In the town, the population was spread out, with 27.3% under the age of 18, 6.6% from 18 to 24, 26.1% from 25 to 44, 31.7% from 45 to 64, and 8.3% who were 65 years of age or older. The median age was 38 years. For every 100 females, there were 104.2 males. For every 100 females age 18 and over, there were 110.0 males.

The median income for a household in the town was $30,313, and the median income for a family was $33,462. Males had a median income of $30,208 versus $20,357 for females. The per capita income for the town was $13,764. About 12.1% of families and 16.7% of the population were below the poverty line, including 19.1% of those under age 18 and 17.4% of those age 65 or over.

==Marijuana legalization==
In 1992, the town of Starks made the first legal vote for marijuana legalization since the 1970s. Two ordinances written by Dave Wilkinson from neighboring Chesterville were voted on by thirteen Maine towns in the spring of 1992, an event which dominated the local news for a few weeks. One ordinance required that helicopters should not fly lower than 2000 feet over the town except in emergency.
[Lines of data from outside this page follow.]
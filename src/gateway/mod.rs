//! Gateway Runtime Composer (§4.8): owns the `stopped -> running|degraded
//! -> stopping -> stopped` lifecycle and wires every other component
//! (session store, auth store, provider router, orchestration lanes,
//! subagent scheduler, restart controller, continuity worker,
//! observability sinks) into one process.

use std::net::SocketAddr;
use std::path::PathBuf;
use std::sync::Arc;

use serde::Serialize;
use serde_json::json;
use tokio::sync::RwLock;
use tracing::{info, warn};

use crate::auth::{AuthStore, EnvResolver};
use crate::backup::BackupManager;
use crate::config::reload::{classify_patch, ConfigPatch, ReloadOutcome};
use crate::config::{ConfigWatcher, GatewayConfig, HotConfig};
use crate::continuity::{ContinuityPolicy, ContinuityWorker};
use crate::events::EventBus;
use crate::extensions::{ChannelAdapter, ToolOrigin, ToolRegistry};
use crate::observability::ObservabilitySink;
use crate::orchestration::LaneManager;
use crate::resource_governor::{self, ResourceGovernorConfig};
use crate::restart::{RestartController, RestartPolicy};
use crate::storage::SessionStore;
use crate::subagent::SubagentScheduler;

/// The coarse lifecycle phase. `degraded` is represented separately as a
/// non-empty `degraded_reasons` list layered on top of `Running`, per §4.8.
#[derive(Debug, Clone, Copy, PartialEq, Eq, Serialize)]
#[serde(rename_all = "lowercase")]
pub enum GatewayPhase {
    Stopped,
    Running,
    Stopping,
}

#[derive(Debug, Clone, Serialize)]
pub struct GatewayStatusSnapshot {
    pub status: &'static str,
    #[serde(rename = "degradedReasons")]
    pub degraded_reasons: Vec<String>,
    #[serde(rename = "controlUrl", skip_serializing_if = "Option::is_none")]
    pub control_url: Option<String>,
    #[serde(rename = "toolNames")]
    pub tool_names: Vec<String>,
    #[serde(rename = "activeSessions")]
    pub active_sessions: usize,
}

/// Everything the Gateway Runtime owns, assembled once at `bootstrap` and
/// shared (via `Arc`) with the control plane and channel adapters.
pub struct GatewayRuntime {
    pub config: GatewayConfig,
    pub events: Arc<EventBus>,
    pub session_store: Arc<SessionStore>,
    pub auth_store: Arc<AuthStore>,
    pub env: Arc<EnvResolver>,
    pub lanes: Arc<LaneManager>,
    pub subagents: Arc<SubagentScheduler>,
    pub restart: Arc<RestartController>,
    pub continuity: Arc<ContinuityWorker>,
    pub observability: Arc<ObservabilitySink>,
    pub tools: Arc<RwLock<ToolRegistry>>,
    pub backup: Arc<BackupManager>,
    /// Live view of the §4.8 "safe" config subset; `reload_config` and the
    /// `config.toml` file watcher both write through this handle, and
    /// request-path readers (session prune days, mutation rate limit, ...)
    /// should prefer it over the immutable `config` snapshot.
    pub hot_config: Arc<RwLock<HotConfig>>,
    config_watcher: RwLock<Option<ConfigWatcher>>,
    phase: Arc<RwLock<GatewayPhase>>,
    degraded_reasons: Arc<RwLock<Vec<String>>>,
    control_addr: Arc<RwLock<Option<SocketAddr>>>,
    channels: RwLock<Vec<Arc<dyn ChannelAdapter>>>,
}

impl GatewayRuntime {
    /// Construct every component from `config` without starting anything
    /// observable (no servers bound, no preflight run). Split from `start`
    /// so tests can build a runtime and inspect it without binding ports.
    pub async fn bootstrap(config: GatewayConfig) -> anyhow::Result<Arc<Self>> {
        tokio::fs::create_dir_all(&config.data_dir).await?;

        let events = Arc::new(EventBus::new());
        let session_store = Arc::new(SessionStore::new(config.session_dir()).await?);
        let env = Arc::new(EnvResolver::load(&config.workspace_dir, Some(&config.workspace_dir)));
        let auth_store = Arc::new(
            AuthStore::load(config.data_dir.join("auth-profiles.json"), env.clone()).await?,
        );
        let observability = Arc::new(ObservabilitySink::new(config.observability_dir()).await?);
        let (lanes, mut lane_events) = LaneManager::new(Some(config.data_dir.clone()));
        let lanes = Arc::new(lanes);
        let subagents = Arc::new(SubagentScheduler::new(
            config.data_dir.join("subagents"),
            config.max_parallel_subagent_jobs,
        ));
        let restart = Arc::new(RestartController::new(
            &config.data_dir,
            RestartPolicy::default(),
            events.clone(),
        ));
        let continuity = Arc::new(ContinuityWorker::new(
            session_store.clone(),
            ContinuityPolicy::default(),
        ));
        let backup = Arc::new(BackupManager::new(config.data_dir.clone()));
        let hot_config = Arc::new(RwLock::new(HotConfig::from_gateway_config(&config)));

        // Forward orchestration lane events onto the shared event bus so
        // the control plane's SSE stream sees `orchestration.*` alongside
        // `gateway.*` and `provider.*` events.
        let forwarded_events = events.clone();
        tokio::spawn(async move {
            while let Some(event) = lane_events.recv().await {
                let name = match &event {
                    crate::orchestration::OrchestrationEvent::Submitted { .. } => "orchestration.submitted",
                    crate::orchestration::OrchestrationEvent::Started { .. } => "orchestration.started",
                    crate::orchestration::OrchestrationEvent::Completed { .. } => "orchestration.completed",
                    crate::orchestration::OrchestrationEvent::Dropped { .. } => "orchestration.dropped",
                };
                forwarded_events.emit(name, json!(event));
            }
        });

        Ok(Arc::new(Self {
            config,
            events,
            session_store,
            auth_store,
            env,
            lanes,
            subagents,
            restart,
            continuity,
            observability,
            tools: Arc::new(RwLock::new(ToolRegistry::new())),
            backup,
            hot_config,
            config_watcher: RwLock::new(None),
            phase: Arc::new(RwLock::new(GatewayPhase::Stopped)),
            degraded_reasons: Arc::new(RwLock::new(Vec::new())),
            control_addr: Arc::new(RwLock::new(None)),
            channels: RwLock::new(Vec::new()),
        }))
    }

    /// Register a built-in/plugin/agent tool before calling `start` — after
    /// start, the registry is still mutable but newly added tools won't
    /// retroactively clear a collision degraded reason from an earlier run.
    pub async fn register_tool(&self, origin: ToolOrigin, tool: Arc<dyn crate::extensions::Tool>) {
        self.tools.write().await.register(origin, tool);
    }

    pub async fn register_channel(&self, adapter: Arc<dyn ChannelAdapter>) {
        self.channels.write().await.push(adapter);
    }

    fn record_degraded(reasons: &mut Vec<String>, reason: impl Into<String>) {
        let reason = reason.into();
        warn!(reason = %reason, "gateway entering degraded state");
        reasons.push(reason);
    }

    /// Run the §4.8 startup sequence. Every individual failure degrades
    /// rather than aborts — only a session-store construction failure
    /// (already handled in `bootstrap`) is fatal.
    pub async fn start(self: &Arc<Self>) -> anyhow::Result<()> {
        self.events.emit("gateway.starting", json!({}));

        let mut reasons = Vec::new();

        let preflight = resource_governor::run_preflight(
            &self.config.workspace_dir,
            &self.config.session_dir(),
            &ResourceGovernorConfig::default(),
        );
        reasons.extend(preflight);

        {
            let registry = self.tools.read().await;
            reasons.extend(registry.degraded_reasons().iter().cloned());
        }

        if let Err(err) = self.subagents.recover().await {
            Self::record_degraded(&mut reasons, format!("subagent_recovery_failed: {err}"));
        }

        if let Some(agent_entry) = &self.config.agent_entry {
            if !agent_entry.exists() {
                Self::record_degraded(
                    &mut reasons,
                    format!("agent_entry_not_found: {}", agent_entry.display()),
                );
            }
        }

        {
            let channels = self.channels.read().await;
            for channel in channels.iter() {
                if let Err(err) = channel.connect().await {
                    Self::record_degraded(
                        &mut reasons,
                        format!("channel_connect_failed: {} — {err}", channel.channel_id()),
                    );
                }
            }
        }

        if let Err(err) = self.lanes.rehydrate().await {
            Self::record_degraded(&mut reasons, format!("lane_rehydrate_failed: {err}"));
        }

        // Hot-reload is a best-effort convenience, not a correctness
        // requirement (`reload_config` still works via the control plane
        // without it) — a watcher that fails to start (e.g. inotify limits)
        // does not degrade the gateway, only loses the file-triggered path.
        if let Some(watcher) = ConfigWatcher::start(&self.config.data_dir, self.hot_config.clone()) {
            *self.config_watcher.write().await = Some(watcher);
        }

        *self.degraded_reasons.write().await = reasons;
        *self.phase.write().await = GatewayPhase::Running;

        self.events.emit(
            "gateway.started",
            json!({"degraded": !self.degraded_reasons.read().await.is_empty()}),
        );
        info!(
            degraded = !self.degraded_reasons.read().await.is_empty(),
            "gateway started"
        );
        Ok(())
    }

    /// Record the bound control-plane address once the HTTP server binds,
    /// so `/status` can report the resolved URL (relevant when `port: 0`
    /// asked for an OS-chosen port).
    pub async fn set_control_addr(&self, addr: SocketAddr) {
        *self.control_addr.write().await = Some(addr);
    }

    /// §5 "Gateway stop()": abort active turns (best-effort — lanes whose
    /// adapter does not return within the §9 200 ms interrupt budget are
    /// abandoned, not awaited), disconnect channels, flip to `Stopped`.
    pub async fn stop(&self) {
        *self.phase.write().await = GatewayPhase::Stopping;
        self.events.emit("gateway.stopping", json!({}));

        let channels = self.channels.read().await;
        for channel in channels.iter() {
            channel.disconnect().await;
        }
        drop(channels);

        *self.phase.write().await = GatewayPhase::Stopped;
        self.events.emit("gateway.stopped", json!({}));
    }

    /// `reloadConfig(partial)` — apply the safe subset of `patch` in place,
    /// reject the rest with `restartRequired: true` (§4.8).
    pub async fn reload_config(&self, patch: ConfigPatch) -> ReloadOutcome {
        let outcome = classify_patch(&patch);
        if !outcome.applied.is_empty() {
            let mut hot = self.hot_config.write().await;
            for field in &outcome.applied {
                match field.as_str() {
                    "log" | "logLevel" => {
                        if let Some(v) = patch.0.get(field).and_then(|v| v.as_str()) {
                            hot.log_level = v.to_string();
                        }
                    }
                    "sessionPruneDays" => {
                        if let Some(v) = patch.0.get(field).and_then(|v| v.as_u64()) {
                            hot.session_prune_days = v as u32;
                        }
                    }
                    "mutationRateLimitPerMinute" => {
                        if let Some(v) = patch.0.get(field).and_then(|v| v.as_u64()) {
                            hot.mutation_rate_limit_per_minute = v;
                        }
                    }
                    "maxParallelSubagentJobs" => {
                        if let Some(v) = patch.0.get(field).and_then(|v| v.as_u64()) {
                            hot.max_parallel_subagent_jobs = v as usize;
                        }
                    }
                    // Provider overrides and the security allow/deny lists are
                    // applied by the fields that consult `GatewayConfig`
                    // directly at call time (tool policy, provider profile
                    // lookup) — nothing to mirror into `HotConfig` for them.
                    _ => {}
                }
            }
            drop(hot);
            info!(fields = ?outcome.applied, "applied hot config reload");
        }
        outcome
    }

    pub async fn status(&self) -> GatewayStatusSnapshot {
        let phase = *self.phase.read().await;
        let reasons = self.degraded_reasons.read().await.clone();
        let status = match (phase, reasons.is_empty()) {
            (GatewayPhase::Running, true) => "running",
            (GatewayPhase::Running, false) => "degraded",
            (GatewayPhase::Stopping, _) => "stopping",
            (GatewayPhase::Stopped, _) => "stopped",
        };
        let control_url = self
            .control_addr
            .read()
            .await
            .map(|addr| format!("http://{addr}"));
        let tool_names = self.tools.read().await.names();
        let active_sessions = self
            .session_store
            .list_index()
            .await
            .map(|entries| entries.len())
            .unwrap_or(0);

        GatewayStatusSnapshot {
            status,
            degraded_reasons: reasons,
            control_url,
            tool_names,
            active_sessions,
        }
    }

    pub fn workspace_dir(&self) -> PathBuf {
        self.config.workspace_dir.clone()
    }
}

#[cfg(test)]
mod tests {
    use super::*;
    use tempfile::TempDir;

    async fn runtime(dir: &TempDir) -> Arc<GatewayRuntime> {
        let config = GatewayConfig::new(Some(0), None, dir.path().to_path_buf(), Some("error".into()), None);
        GatewayRuntime::bootstrap(config).await.unwrap()
    }

    #[tokio::test]
    async fn starts_running_with_no_degraded_reasons_in_a_clean_workspace() {
        let dir = TempDir::new().unwrap();
        let rt = runtime(&dir).await;
        rt.start().await.unwrap();

        let status = rt.status().await;
        assert_eq!(status.status, "running");
        assert!(status.degraded_reasons.is_empty());
    }

    #[tokio::test]
    async fn missing_agent_entry_degrades_instead_of_aborting() {
        let dir = TempDir::new().unwrap();
        let mut config = GatewayConfig::new(Some(0), None, dir.path().to_path_buf(), Some("error".into()), None);
        config.agent_entry = Some(dir.path().join("does-not-exist.js"));
        let rt = GatewayRuntime::bootstrap(config).await.unwrap();
        rt.start().await.unwrap();

        let status = rt.status().await;
        assert_eq!(status.status, "degraded");
        assert!(status.degraded_reasons.iter().any(|r| r.starts_with("agent_entry_not_found")));
    }

    #[tokio::test]
    async fn stop_transitions_back_to_stopped() {
        let dir = TempDir::new().unwrap();
        let rt = runtime(&dir).await;
        rt.start().await.unwrap();
        rt.stop().await;

        assert_eq!(rt.status().await.status, "stopped");
    }
}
The other permitted the cultivation and possession of two pounds' dry weight of cannabis. Don Christen and Maine Vocals lobbied hard for votes. When Starks became the only town to pass both ordinances, it became national news. Wilkinson and other activists went to New York to appear on the "Faith Daniels Show," the high point of the media attention. The following year, the ordinances were repealed.

Starks continues to serve as a focal point among proponents of marijuana legalization in New England. A local farmer, Harry Brown, has hosted weekend festivals, concerts, and rallies to support the repeal of cannabis prohibition on his hillside since 1991.